Our minds and computers are all connected. Thoughts jump around, build
up, collapse and flow. Symbols are made, forgotten, mapped and matched.
Sometimes the realities thus constructed are well-connected to the
unknown and often unknowable actualities below. A mental image of a
castle perched on the cliff is matched by an actual pile of rock. A
mental image of a castle on a cloud in the sky is not matched by any data.

So, our minds construct all sorts of ideas. Some ideas are grounded in
energetic reality down below, and some ideas are pies in the sky. Just
as the wind can twist and heat the air to no avail, the same wind can
blow a house away. Some ideas productively modify humanity, and some
ideas make the humanity turn in aimless circles.

We can thus examine how the parallel world of representations looks like
(formal). We can think about what the representations are made of
(material). We can study our minds that host and nurture the information
(efficient). And we can wonder about the purpose of the information
(final). Do these four causes define information science? Am I myopic in
my thinking that "information science" is the study of models?
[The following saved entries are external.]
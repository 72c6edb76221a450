use crate::animation::timeline::{PlaybackState, Timeline, TimelineKind};
use crate::foundation::core::Viewport;
use crate::foundation::error::{ScrollworkError, ScrollworkResult};
use crate::scene::tree::RenderTree;
use crate::scroll::driver::{ScrollInput, ScrollState, SmoothScroll, SmoothScrollConfig};
use crate::scroll::observer::{ObservedRegion, RegionEvent, RegionId, ScrollObserver};

/// Generational handle to a timeline owned by an [`AnimationRuntime`].
///
/// Slots are reused once a timeline is cancelled; a handle to the old occupant goes stale.
#[derive(
    Clone, Copy, Debug, PartialEq, Eq, PartialOrd, Ord, Hash, serde::Serialize, serde::Deserialize,
)]
pub struct TimelineId {
    index: u32,
    generation: u32,
}

struct TimelineSlot {
    generation: u32,
    timeline: Option<Timeline>,
}

fn live_mut(slots: &mut [TimelineSlot], id: TimelineId) -> Option<&mut Timeline> {
    slots
        .get_mut(id.index as usize)
        .filter(|slot| slot.generation == id.generation)
        .and_then(|slot| slot.timeline.as_mut())
}

/// How a scrubbed timeline follows its region's progress.
#[derive(Clone, Copy, Debug, Default, PartialEq, serde::Serialize, serde::Deserialize)]
#[serde(rename_all = "snake_case")]
pub enum ScrubMode {
    /// Seek to the region progress every frame.
    #[default]
    Immediate,
    /// Chase the region progress with `1 - exp(-dt / lag)` per frame.
    Smoothed {
        /// Catch-up time constant in seconds.
        lag: f64,
    },
}

/// Options for [`AnimationRuntime::bind_scrub`].
#[derive(Clone, Copy, Debug, PartialEq)]
pub struct ScrubOpts {
    pub mode: ScrubMode,
    /// Render progress 0 on the first frame. When `false`, nothing is written until the
    /// region progress moves away from 0.
    pub immediate_render: bool,
    /// Progress held while reduced motion is on. The region is not followed then.
    pub rest: f64,
}

impl Default for ScrubOpts {
    fn default() -> Self {
        Self {
            mode: ScrubMode::Immediate,
            immediate_render: true,
            rest: 1.0,
        }
    }
}

#[derive(Clone, Copy, Debug)]
struct ScrubBinding {
    timeline: TimelineId,
    region: RegionId,
    mode: ScrubMode,
    rest: f64,
    smoothed: Option<f64>,
    applied: Option<f64>,
}

/// What happened during one [`AnimationRuntime::frame`].
#[derive(Clone, Debug, Default, PartialEq, serde::Serialize)]
pub struct FrameReport {
    /// Frame clock in seconds.
    pub now: f64,
    /// Seconds since the previous frame (0 on the first frame).
    pub dt: f64,
    /// Canonical scroll offset every consumer observed this frame.
    pub offset: f64,
    /// Region events in firing order.
    pub events: Vec<RegionEvent>,
    /// Wall-clock timelines that completed since the previous frame.
    pub completed: Vec<TimelineId>,
}

/// Single-threaded animation context: scroll driver, observer, render tree and every timeline.
///
/// Nothing here is global. The embedder owns one runtime per page and calls
/// [`AnimationRuntime::frame`] once per display refresh.
pub struct AnimationRuntime {
    viewport: Viewport,
    document_height: f64,
    scroll: SmoothScroll,
    observer: ScrollObserver,
    tree: RenderTree,
    timelines: Vec<TimelineSlot>,
    free_timelines: Vec<u32>,
    bindings: Vec<ScrubBinding>,
    settled: Vec<TimelineId>,
    reduced_motion: bool,
    disposed: bool,
}

fn scroll_extent(viewport: Viewport, document_height: f64) -> f64 {
    (document_height - viewport.height).max(0.0)
}

impl AnimationRuntime {
    pub fn new(
        viewport: Viewport,
        document_height: f64,
        config: SmoothScrollConfig,
    ) -> ScrollworkResult<Self> {
        config.validate()?;
        if !document_height.is_finite() || document_height < 0.0 {
            return Err(ScrollworkError::validation(
                "document height must be finite and >= 0",
            ));
        }
        Ok(Self {
            viewport,
            document_height,
            scroll: SmoothScroll::new(config, scroll_extent(viewport, document_height)),
            observer: ScrollObserver::new(),
            tree: RenderTree::new(),
            timelines: Vec::new(),
            free_timelines: Vec::new(),
            bindings: Vec::new(),
            settled: Vec::new(),
            reduced_motion: false,
            disposed: false,
        })
    }

    pub fn viewport(&self) -> Viewport {
        self.viewport
    }

    pub fn document_height(&self) -> f64 {
        self.document_height
    }

    pub fn tree(&self) -> &RenderTree {
        &self.tree
    }

    pub fn tree_mut(&mut self) -> &mut RenderTree {
        &mut self.tree
    }

    pub fn observer(&self) -> &ScrollObserver {
        &self.observer
    }

    pub fn scroll_state(&self) -> &ScrollState {
        self.scroll.state()
    }

    /// The canonical scroll offset.
    pub fn offset(&self) -> f64 {
        self.scroll.offset()
    }

    pub fn is_reduced_motion(&self) -> bool {
        self.reduced_motion
    }

    /// With reduced motion, played timelines jump to their end and scrubbed timelines hold
    /// their [`ScrubOpts::rest`] progress instead of following the scroll.
    pub fn set_reduced_motion(&mut self, reduced: bool) {
        self.reduced_motion = reduced;
    }

    pub fn is_disposed(&self) -> bool {
        self.disposed
    }

    pub fn push_input(&mut self, input: ScrollInput) {
        self.scroll.push(input);
    }

    pub fn scroll_to(&mut self, offset: f64, immediate: bool) {
        self.scroll.scroll_to(offset, immediate);
    }

    /// Apply a viewport or document size change and re-measure every region.
    #[tracing::instrument(skip(self))]
    pub fn resize(&mut self, viewport: Viewport, document_height: f64) {
        self.viewport = viewport;
        if document_height.is_finite() && document_height >= 0.0 {
            self.document_height = document_height;
        }
        self.scroll
            .set_extent(scroll_extent(viewport, self.document_height));
        self.refresh();
    }

    /// Re-measure every region from the current element geometry.
    pub fn refresh(&mut self) {
        self.observer.refresh(&self.tree, self.viewport);
    }

    pub fn register_region(&mut self, region: ObservedRegion) -> RegionId {
        let id = self.observer.register(region);
        self.refresh();
        id
    }

    /// Remove a region and every scrub binding that reads it.
    pub fn unregister_region(&mut self, id: RegionId) -> bool {
        self.bindings.retain(|b| b.region != id);
        self.observer.unregister(id)
    }

    pub fn add_timeline(&mut self, timeline: Timeline) -> TimelineId {
        if let Some(index) = self.free_timelines.pop() {
            let slot = &mut self.timelines[index as usize];
            slot.timeline = Some(timeline);
            return TimelineId {
                index,
                generation: slot.generation,
            };
        }
        let index = u32::try_from(self.timelines.len()).unwrap_or(u32::MAX);
        self.timelines.push(TimelineSlot {
            generation: 0,
            timeline: Some(timeline),
        });
        TimelineId {
            index,
            generation: 0,
        }
    }

    pub fn timeline(&self, id: TimelineId) -> Option<&Timeline> {
        self.timelines
            .get(id.index as usize)
            .filter(|slot| slot.generation == id.generation)
            .and_then(|slot| slot.timeline.as_ref())
    }

    /// Number of live timelines.
    pub fn timeline_count(&self) -> usize {
        self.timelines
            .iter()
            .filter(|slot| slot.timeline.is_some())
            .count()
    }

    /// Number of timeline slots ever allocated, live or free.
    pub fn timeline_slots(&self) -> usize {
        self.timelines.len()
    }

    pub fn timeline_state(&self, id: TimelineId) -> Option<PlaybackState> {
        self.timeline(id).map(Timeline::state)
    }

    /// Start a wall-clock timeline. Returns `false` for unknown, scrubbed or cancelled timelines.
    pub fn play_timeline(&mut self, id: TimelineId) -> bool {
        self.start_timeline(id, false)
    }

    /// Play a wall-clock timeline backwards from its current position.
    pub fn reverse_timeline(&mut self, id: TimelineId) -> bool {
        self.start_timeline(id, true)
    }

    fn start_timeline(&mut self, id: TimelineId, reversed: bool) -> bool {
        if self.disposed {
            return false;
        }
        let reduced = self.reduced_motion;
        let Some(timeline) = live_mut(&mut self.timelines, id) else {
            return false;
        };
        if timeline.kind() != TimelineKind::WallClock {
            tracing::debug!(?id, "scrubbed timelines follow their region; play ignored");
            return false;
        }
        let started = if reversed {
            timeline.reverse(&mut self.tree)
        } else {
            timeline.play(&mut self.tree)
        };
        if started && reduced {
            timeline.complete(&mut self.tree);
            self.settled.push(id);
        }
        started
    }

    /// Cancel a timeline and release it. It never writes again.
    pub fn cancel_timeline(&mut self, id: TimelineId) -> bool {
        self.bindings.retain(|b| b.timeline != id);
        self.settled.retain(|t| *t != id);
        let Some(slot) = self.timelines.get_mut(id.index as usize) else {
            return false;
        };
        if slot.generation != id.generation {
            return false;
        }
        let Some(mut timeline) = slot.timeline.take() else {
            return false;
        };
        timeline.cancel();
        slot.generation = slot.generation.wrapping_add(1);
        self.free_timelines.push(id.index);
        true
    }

    /// Drive a scrubbed timeline from a region's progress.
    pub fn bind_scrub(
        &mut self,
        timeline: TimelineId,
        region: RegionId,
        opts: ScrubOpts,
    ) -> ScrollworkResult<()> {
        match self.timeline(timeline) {
            Some(t) if t.kind() == TimelineKind::Scrubbed => {}
            Some(_) => {
                return Err(ScrollworkError::animation(
                    "only scrubbed timelines can be bound to a region",
                ));
            }
            None => {
                return Err(ScrollworkError::animation(format!(
                    "unknown timeline {timeline:?}"
                )));
            }
        }
        if self.observer.phase(region).is_none() {
            return Err(ScrollworkError::animation(format!(
                "unknown region {region:?}"
            )));
        }
        let seeded = (!opts.immediate_render).then_some(0.0);
        let rest = if opts.rest.is_finite() {
            opts.rest.clamp(0.0, 1.0)
        } else {
            1.0
        };
        self.bindings.retain(|b| b.timeline != timeline);
        self.bindings.push(ScrubBinding {
            timeline,
            region,
            mode: opts.mode,
            rest,
            smoothed: seeded,
            applied: seeded,
        });
        Ok(())
    }

    /// Seek a scrubbed timeline directly, bypassing any binding.
    pub fn seek_timeline(&mut self, id: TimelineId, progress: f64) -> usize {
        if self.disposed {
            return 0;
        }
        let Some(timeline) = live_mut(&mut self.timelines, id) else {
            return 0;
        };
        timeline.seek(progress, &mut self.tree)
    }

    /// Run one frame: integrate scroll, update regions, re-seek scrubbed timelines, then
    /// advance wall-clock timelines.
    pub fn frame(&mut self, now: f64) -> FrameReport {
        if self.disposed {
            return FrameReport {
                now,
                offset: self.scroll.offset(),
                ..FrameReport::default()
            };
        }
        let dt = match self.scroll.state().last_frame_timestamp {
            Some(last) if now.is_finite() && now > last => now - last,
            _ => 0.0,
        };

        let offset = self.scroll.raf(now);
        let events = self.observer.update(offset);
        self.apply_scrub(dt);

        let mut completed = std::mem::take(&mut self.settled);
        self.advance_wall_clock(dt, &mut completed);

        FrameReport {
            now,
            dt,
            offset,
            events,
            completed,
        }
    }

    fn apply_scrub(&mut self, dt: f64) {
        for binding in &mut self.bindings {
            let Some(timeline) = live_mut(&mut self.timelines, binding.timeline) else {
                continue;
            };
            let target = if self.reduced_motion {
                binding.rest
            } else {
                self.observer.progress(binding.region).unwrap_or(0.0)
            };
            let p = match (binding.mode, binding.smoothed) {
                (ScrubMode::Smoothed { lag }, Some(current))
                    if !self.reduced_motion && lag > 0.0 =>
                {
                    let next = current + (target - current) * (1.0 - (-dt / lag).exp());
                    if (target - next).abs() < 1e-4 { target } else { next }
                }
                _ => target,
            };
            binding.smoothed = Some(p);
            if binding.applied != Some(p) {
                timeline.seek(p, &mut self.tree);
                binding.applied = Some(p);
            }
        }
    }

    fn advance_wall_clock(&mut self, dt: f64, completed: &mut Vec<TimelineId>) {
        for (index, slot) in self.timelines.iter_mut().enumerate() {
            let generation = slot.generation;
            let Some(timeline) = slot.timeline.as_mut() else {
                continue;
            };
            if timeline.kind() != TimelineKind::WallClock
                || timeline.state() != PlaybackState::Playing
            {
                continue;
            }
            let done = if self.reduced_motion {
                timeline.complete(&mut self.tree)
            } else {
                timeline.advance(dt, &mut self.tree)
            };
            if done {
                completed.push(TimelineId {
                    index: index as u32,
                    generation,
                });
            }
        }
    }

    /// Stop the scroll driver, cancel every timeline and drop every region. Idempotent.
    #[tracing::instrument(skip(self))]
    pub fn dispose(&mut self) {
        if self.disposed {
            return;
        }
        self.disposed = true;
        self.scroll.dispose();
        for timeline in self.timelines.iter_mut().filter_map(|slot| slot.timeline.as_mut()) {
            timeline.cancel();
        }
        self.bindings.clear();
        self.settled.clear();
        self.observer = ScrollObserver::new();
    }
}

#[cfg(test)]
#[path = "../../tests/unit/runtime/session.rs"]
mod tests;
use super::*;

#[test]
fn scalar_lerp_is_linear() {
    let v = Value::lerp(&Value::Scalar(0.0), &Value::Scalar(40.0), 0.25);
    assert_eq!(v, Value::Scalar(10.0));
}

#[test]
fn color_lerp_is_component_wise() {
    let a = Value::Color(Rgba8::new(0x61, 0xdc, 0xa3, 255));
    let b = Value::Color(Rgba8::new(0xf4, 0xf4, 0xf5, 255));
    let Value::Color(mid) = Value::lerp(&a, &b, 0.5) else {
        panic!("expected color");
    };
    assert_eq!(mid, Rgba8::new(171, 232, 204, 255));
}

#[test]
fn vec2_lerp_is_per_channel() {
    let v = Value::lerp(
        &Value::Vec2(Vec2::new(0.0, 100.0)),
        &Value::Vec2(Vec2::new(10.0, 0.0)),
        0.5,
    );
    assert_eq!(v, Value::Vec2(Vec2::new(5.0, 50.0)));
}

#[test]
fn mismatched_kinds_step_at_the_end() {
    let a = Value::Scalar(1.0);
    let b = Value::Color(Rgba8::white());
    assert_eq!(Value::lerp(&a, &b, 0.99), a);
    assert_eq!(Value::lerp(&a, &b, 1.0), b);
}

#[test]
fn property_kinds() {
    assert_eq!(Property::Opacity.kind(), ValueKind::Scalar);
    assert_eq!(Property::BorderColor.kind(), ValueKind::Color);
    assert_eq!(Property::Translate.kind(), ValueKind::Vec2);
    assert!(Property::Y.is_length());
    assert!(!Property::Scale.is_length());
}
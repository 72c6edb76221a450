use crate::animation::value::{Property, Value};
use crate::foundation::core::Rect;
use crate::scene::style::Style;

/// Generational handle to an element in a [`RenderTree`].
#[derive(
    Clone, Copy, Debug, PartialEq, Eq, PartialOrd, Ord, Hash, serde::Serialize, serde::Deserialize,
)]
pub struct ElementId {
    index: u32,
    generation: u32,
}

/// One render target.
#[derive(Clone, Debug, serde::Serialize)]
pub struct Element {
    /// Page-space geometry (y grows downwards from the top of the document).
    pub rect: Rect,
    /// Current visual state.
    pub style: Style,
    /// Source character when the element was produced by splitting a label.
    pub glyph: Option<char>,
}

#[derive(Clone, Debug)]
struct Slot {
    generation: u32,
    element: Option<Element>,
}

/// Arena of render targets owned by the page.
#[derive(Clone, Debug, Default)]
pub struct RenderTree {
    slots: Vec<Slot>,
    free: Vec<u32>,
    writes: u64,
}

impl RenderTree {
    pub fn new() -> Self {
        Self::default()
    }

    pub fn insert(&mut self, rect: Rect) -> ElementId {
        self.insert_element(Element {
            rect,
            style: Style::default(),
            glyph: None,
        })
    }

    /// Split `label` into one element per character, laid out left to right across `rect`.
    pub fn insert_label(&mut self, label: &str, rect: Rect) -> Vec<ElementId> {
        let count = label.chars().count();
        if count == 0 {
            return Vec::new();
        }
        let advance = rect.width() / count as f64;
        label
            .chars()
            .enumerate()
            .map(|(i, glyph)| {
                let x0 = rect.x0 + advance * i as f64;
                self.insert_element(Element {
                    rect: Rect::new(x0, rect.y0, x0 + advance, rect.y1),
                    style: Style::default(),
                    glyph: Some(glyph),
                })
            })
            .collect()
    }

    fn insert_element(&mut self, element: Element) -> ElementId {
        if let Some(index) = self.free.pop() {
            let slot = &mut self.slots[index as usize];
            slot.element = Some(element);
            return ElementId {
                index,
                generation: slot.generation,
            };
        }
        let index = u32::try_from(self.slots.len()).unwrap_or(u32::MAX);
        self.slots.push(Slot {
            generation: 0,
            element: Some(element),
        });
        ElementId {
            index,
            generation: 0,
        }
    }

    /// Remove an element. Returns `false` if the handle was already stale.
    pub fn remove(&mut self, id: ElementId) -> bool {
        let Some(slot) = self.slots.get_mut(id.index as usize) else {
            return false;
        };
        if slot.generation != id.generation || slot.element.is_none() {
            return false;
        }
        slot.element = None;
        slot.generation = slot.generation.wrapping_add(1);
        self.free.push(id.index);
        true
    }

    pub fn contains(&self, id: ElementId) -> bool {
        self.get(id).is_some()
    }

    pub fn get(&self, id: ElementId) -> Option<&Element> {
        self.slots
            .get(id.index as usize)
            .filter(|slot| slot.generation == id.generation)
            .and_then(|slot| slot.element.as_ref())
    }

    fn get_mut(&mut self, id: ElementId) -> Option<&mut Element> {
        self.slots
            .get_mut(id.index as usize)
            .filter(|slot| slot.generation == id.generation)
            .and_then(|slot| slot.element.as_mut())
    }

    pub fn style(&self, id: ElementId) -> Option<&Style> {
        self.get(id).map(|e| &e.style)
    }

    pub fn rect(&self, id: ElementId) -> Option<Rect> {
        self.get(id).map(|e| e.rect)
    }

    /// Move an element, e.g. after a layout change. Returns `false` for stale handles.
    pub fn set_rect(&mut self, id: ElementId, rect: Rect) -> bool {
        match self.get_mut(id) {
            Some(e) => {
                e.rect = rect;
                true
            }
            None => false,
        }
    }

    /// Write one property. Returns `false` (and writes nothing) for stale handles.
    pub fn write(&mut self, id: ElementId, prop: Property, value: Value) -> bool {
        let Some(e) = self.get_mut(id) else {
            return false;
        };
        e.style.set(prop, value);
        self.writes += 1;
        true
    }

    /// Total number of successful property writes since creation.
    pub fn writes(&self) -> u64 {
        self.writes
    }

    pub fn len(&self) -> usize {
        self.slots.iter().filter(|s| s.element.is_some()).count()
    }

    pub fn is_empty(&self) -> bool {
        self.len() == 0
    }

    pub fn iter(&self) -> impl Iterator<Item = (ElementId, &Element)> + '_ {
        self.slots.iter().enumerate().filter_map(|(i, slot)| {
            slot.element.as_ref().map(|e| {
                (
                    ElementId {
                        index: i as u32,
                        generation: slot.generation,
                    },
                    e,
                )
            })
        })
    }
}

#[cfg(test)]
#[path = "../../tests/unit/scene/tree.rs"]
mod tests;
No wonder that Pedro and others find systemic views reductionist: they
indeed focus primarily on the efficient cause of information (where is
information, what causes it?). Sometimes we look at the final cause of
information (what is information good for? will it sustain itself?)

So, if there is information in a cell: (formal, structure) What is it
like? What does it mean? (material, elements) What is it made of? What
is the language? (efficient, "how") what is its physical nature? How
does it work? (final, "why") Why is it used? What is it good for?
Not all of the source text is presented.